O Sistema Único de Saúde (SUS) é admirado em alguns países da América Latina, pela sua ampla capacidade de atendimento. Mas o pessoal talvez não saiba que, além de recolher os impostos que financiam o SUS, cerca de 45 milhões de brasileiros pagam planos de saúde privados. (E que Hugo Chávez vai ser tratado num hospital privado, onde se trataram, aliás, José Alencar e Dilma Rousseff).
De todo modo, um tema frequente aqui na região é, como na proposta de Hillary, aumentar impostos para financiar saúde e educação - e melhorar esses indicadores. Dizem: já que a carga tributária ainda é baixa...
Ora, isso, em si, já mostra como algo deu errado no Brasil. Nossos impostos já estão lá em cima e não se nota desempenho notável dos serviços públicos prestados. Mas a aposentadoria pública funciona bem, especialmente para os mais pobres, no caso do INSS, e para os funcionários públicos. Só que é também uma fonte enorme de déficit. Ou seja, aqui, paradoxalmente, a arrecadação de impostos e contribuições não é suficiente.
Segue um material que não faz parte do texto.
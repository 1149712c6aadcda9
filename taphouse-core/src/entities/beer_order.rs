use serde::{Deserialize, Serialize};
use time::OffsetDateTime;
use uuid::Uuid;

/// A customer's beer order.
///
/// `order_status_callback_url` is the optional per-order webhook target that
/// receives status-change notifications. Orders without one are valid and
/// simply never generate outbound calls.
#[derive(Debug, Clone, PartialEq)]
pub struct BeerOrder {
    pub id: Uuid,
    pub version: u64,
    pub customer_id: Uuid,
    pub customer_ref: Option<String>,
    pub order_lines: Vec<BeerOrderLine>,
    pub order_status: OrderStatus,
    pub order_status_callback_url: Option<String>,
    pub created_date: OffsetDateTime,
    pub last_modified_date: OffsetDateTime,
}

/// A single line item on a beer order.
#[derive(Debug, Clone, PartialEq)]
pub struct BeerOrderLine {
    pub id: Uuid,
    pub beer_id: Uuid,
    pub order_quantity: i32,
}

/// Order lifecycle status.
///
/// Which transitions are legal is the order service's concern; the
/// notification core accepts any (previous, new) pair without judgment.
#[derive(Debug, Clone, Copy, PartialEq, Eq, Hash, Serialize, Deserialize)]
#[serde(rename_all = "SCREAMING_SNAKE_CASE")]
pub enum OrderStatus {
    New,
    ValidationPending,
    Validated,
    ValidationException,
    AllocationPending,
    Allocated,
    AllocationException,
    PendingInventory,
    Ready,
    PickedUp,
    Delivered,
    DeliveryException,
    Cancelled,
}

impl std::fmt::Display for OrderStatus {
    fn fmt(&self, f: &mut std::fmt::Formatter<'_>) -> std::fmt::Result {
        match self {
            OrderStatus::New => write!(f, "NEW"),
            OrderStatus::ValidationPending => write!(f, "VALIDATION_PENDING"),
            OrderStatus::Validated => write!(f, "VALIDATED"),
            OrderStatus::ValidationException => write!(f, "VALIDATION_EXCEPTION"),
            OrderStatus::AllocationPending => write!(f, "ALLOCATION_PENDING"),
            OrderStatus::Allocated => write!(f, "ALLOCATED"),
            OrderStatus::AllocationException => write!(f, "ALLOCATION_EXCEPTION"),
            OrderStatus::PendingInventory => write!(f, "PENDING_INVENTORY"),
            OrderStatus::Ready => write!(f, "READY"),
            OrderStatus::PickedUp => write!(f, "PICKED_UP"),
            OrderStatus::Delivered => write!(f, "DELIVERED"),
            OrderStatus::DeliveryException => write!(f, "DELIVERY_EXCEPTION"),
            OrderStatus::Cancelled => write!(f, "CANCELLED"),
        }
    }
}
//! Application state shared across all request handlers.

use crate::services::{BeerOrderService, BeerService};
use taphouse_core::events::EventPublisher;

/// Application state that is shared across all request handlers.
///
/// Cloneable and cheap to pass around (the services are Arc-backed).
#[derive(Clone)]
pub struct AppState {
    pub beers: BeerService,
    pub orders: BeerOrderService,
}

impl AppState {
    /// Wire up the services over the given event publisher.
    pub fn new(publisher: EventPublisher) -> Self {
        Self {
            beers: BeerService::new(),
            orders: BeerOrderService::new(publisher),
        }
    }
}
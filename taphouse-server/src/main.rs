//! Taphouse Server
//!
//! A brewery order-management backend: customers place beer orders, orders
//! move through a status lifecycle, and per-order callback URLs receive
//! webhook notifications on every status change.

mod api;
mod bootstrap;
mod config;
mod server;
mod services;
mod shutdown;
mod state;

use clap::Parser;
use server::{build_router, run_server};
use state::AppState;
use std::net::SocketAddr;
use std::path::PathBuf;
use std::sync::Arc;
use taphouse_core::events::EventBus;
use taphouse_core::processors::WebhookDispatcher;
use tokio::sync::watch;
use tracing_subscriber::{EnvFilter, layer::SubscriberExt, util::SubscriberInitExt};

/// Taphouse - brewery order management service
#[derive(Parser, Debug)]
#[command(name = "taphouse-server")]
#[command(version, about, long_about = None)]
struct Args {
    /// Path to the configuration file
    #[arg(short, long, default_value = "./taphouse-config.toml")]
    config: PathBuf,

    /// Override the listen address (e.g., 0.0.0.0:3000)
    #[arg(short, long)]
    listen: Option<SocketAddr>,
}

#[tokio::main]
async fn main() -> anyhow::Result<()> {
    // Initialize tracing
    init_tracing();

    // Parse command line arguments
    let args = Args::parse();

    tracing::info!("Starting taphouse-server v{}", env!("CARGO_PKG_VERSION"));

    // Load configuration
    let config = config::load(&args.config, args.listen).map_err(|e| {
        tracing::error!("Failed to load configuration: {}", e);
        e
    })?;
    let listen_addr = config.server.listen;

    // Wire the event bus: construct the bus, subscribe the webhook
    // dispatcher, then hand the publisher to the order service. All
    // registration is explicit and happens here, before any request is
    // served.
    let (shutdown_tx, shutdown_rx) = watch::channel(false);
    let mut event_bus = EventBus::new(shutdown_rx);
    event_bus.subscribe(Arc::new(WebhookDispatcher::with_timeout(
        config.webhook.timeout(),
    )));

    // Create application state
    let state = AppState::new(event_bus.publisher());
    bootstrap::seed_catalog(&state.beers).await;

    // Build the router
    let router = build_router(state);

    // Run the server
    tracing::info!("Starting HTTP server on {}", listen_addr);
    let result = run_server(router, listen_addr).await;

    // Stop the bus workers and wait for them to finish
    tracing::info!("Stopping event bus workers...");
    let _ = shutdown_tx.send(true);
    event_bus.shutdown().await;
    tracing::info!("Server shutdown complete");

    result.map_err(Into::into)
}

/// Initialize the tracing subscriber with environment-based filtering.
fn init_tracing() {
    let filter = EnvFilter::try_from_default_env().unwrap_or_else(|_| EnvFilter::new("info"));

    tracing_subscriber::registry()
        .with(filter)
        .with(tracing_subscriber::fmt::layer())
        .init();
}
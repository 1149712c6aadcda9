//! Axum server setup and router configuration.

use crate::api;
use crate::shutdown::shutdown_signal;
use crate::state::AppState;
use axum::{Json, Router, response::IntoResponse, routing::get};
use serde::Serialize;
use std::net::SocketAddr;
use tokio::net::TcpListener;

/// Build the main application router.
pub fn build_router(state: AppState) -> Router {
    Router::new()
        // Health check endpoint
        .route("/health", get(health_check))
        .nest("/api/v1", api::router())
        .with_state(state)
}

/// Health check response.
#[derive(Serialize)]
struct HealthResponse {
    status: &'static str,
    version: &'static str,
}

/// Simple health check - returns OK if the server is running.
async fn health_check() -> impl IntoResponse {
    Json(HealthResponse {
        status: "healthy",
        version: env!("CARGO_PKG_VERSION"),
    })
}

/// Run the server with graceful shutdown support.
pub async fn run_server(router: Router, addr: SocketAddr) -> Result<(), std::io::Error> {
    let listener = TcpListener::bind(addr).await?;
    tracing::info!("Server listening on {}", addr);

    axum::serve(listener, router)
        .with_graceful_shutdown(shutdown_signal())
        .await
}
Entre os ricos também há comparações interessantes: o ensino médio europeu, basicamente público e gratuito, é superior ao americano, público e privado. Mas as universidades dos EUA, privadas e pagas, mesmo quando pertencem a governos, são muito superiores às da Europa, públicas em geral.
Somando dinheiro público e privado, os EUA são os que mais gastam (per capita) em saúde, com resultados contraditórios. Há setores da população que não conseguiam nenhuma assistência - objeto do novo programa de Obama - e setores atendidos com medicina de alto nível.
Transporte e infraestrutura nos EUA, mais privados, igualam ou superam muitos europeus, públicos.
Dá o que pensar, não é mesmo? Leva a uma conclusão que a muitos parece tão simples que não pode ser isso. Mas considerem: a questão central não está no tamanho da carga tributária e do gasto, mas na eficiência de uma e de outro. E, olhando por esse lado, o elogio de Hillary ao modelo brasileiro foi apenas uma fala para a política interna, ou resulta de falta de informação, ou as duas coisas. O governo, aqui, arrecada muito, complica e encarece a vida do contribuinte e não entrega serviços e obras na proporção esperada.
Claro que, com pouco dinheiro, governos podem fazer pouco. Mas não decorre daí que, com muito, farão mais e melhor. O Brasil é exemplo disso. Nosso caso, aqui, é como reduzir impostos e aumentar a eficiência do gasto.